▸ **Data extracts**:
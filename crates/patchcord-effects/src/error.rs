//! Error types for effect operations.

use patchcord_core::{AutomationError, GraphError};
use thiserror::Error;

use crate::effect::EffectKind;
use crate::loader::LoadError;

/// Errors that can occur while building or driving an effect.
#[derive(Debug, Clone, PartialEq, Error)]
pub enum EffectError {
    /// The host graph refused an operation.
    #[error(transparent)]
    Graph(#[from] GraphError),

    /// The setting name was not part of the effect's configuration.
    #[error("setting not found: {0}")]
    UnknownSetting(String),

    /// The effect exposes no numeric parameter with that name.
    #[error("{effect} has no parameter named '{name}'")]
    UnknownParam {
        /// Effect that was addressed.
        effect: EffectKind,
        /// Parameter requested.
        name: String,
    },

    /// No delay preset has that name.
    #[error("unknown delay preset: {0}")]
    UnknownPreset(String),

    /// An impulse response could not be loaded.
    #[error(transparent)]
    Load(#[from] LoadError),
}

impl From<AutomationError> for EffectError {
    fn from(err: AutomationError) -> Self {
        Self::Graph(GraphError::Automation(err))
    }
}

▸ **Problem to work on**: Copy every record again, keeping each word unchanged.

▸ **Result**:
filename crates/patchcord-effects/src/error.rs
//! Error types for effect operations.

use patchcord_core::{AutomationError, GraphError};
use thiserror::Error;

use crate::effect::EffectKind;
use crate::loader::LoadError;

/// Errors that can occur while building or driving an effect.
#[derive(Debug, Clone, PartialEq, Error)]
pub enum EffectError {
    /// The host graph refused an operation.
    #[error(transparent)]
    Graph(#[from] GraphError),

    /// The setting name was not part of the effect's configuration.
    #[error("setting not found: {0}")]
    UnknownSetting(String),

    /// The effect exposes no numeric parameter with that name.
    #[error("{effect} has no parameter named '{name}'")]
    UnknownParam {
        /// Effect that was addressed.
        effect: EffectKind,
        /// Parameter requested.
        name: String,
    },

    /// No delay preset has that name.
    #[error("unknown delay preset: {0}")]
    UnknownPreset(String),

    /// An impulse response could not be loaded.
    #[error(transparent)]
    Load(#[from] LoadError),
}

impl From<AutomationError> for EffectError {
    fn from(err: AutomationError) -> Self {
        Self::Graph(GraphError::Automation(err))
    }
}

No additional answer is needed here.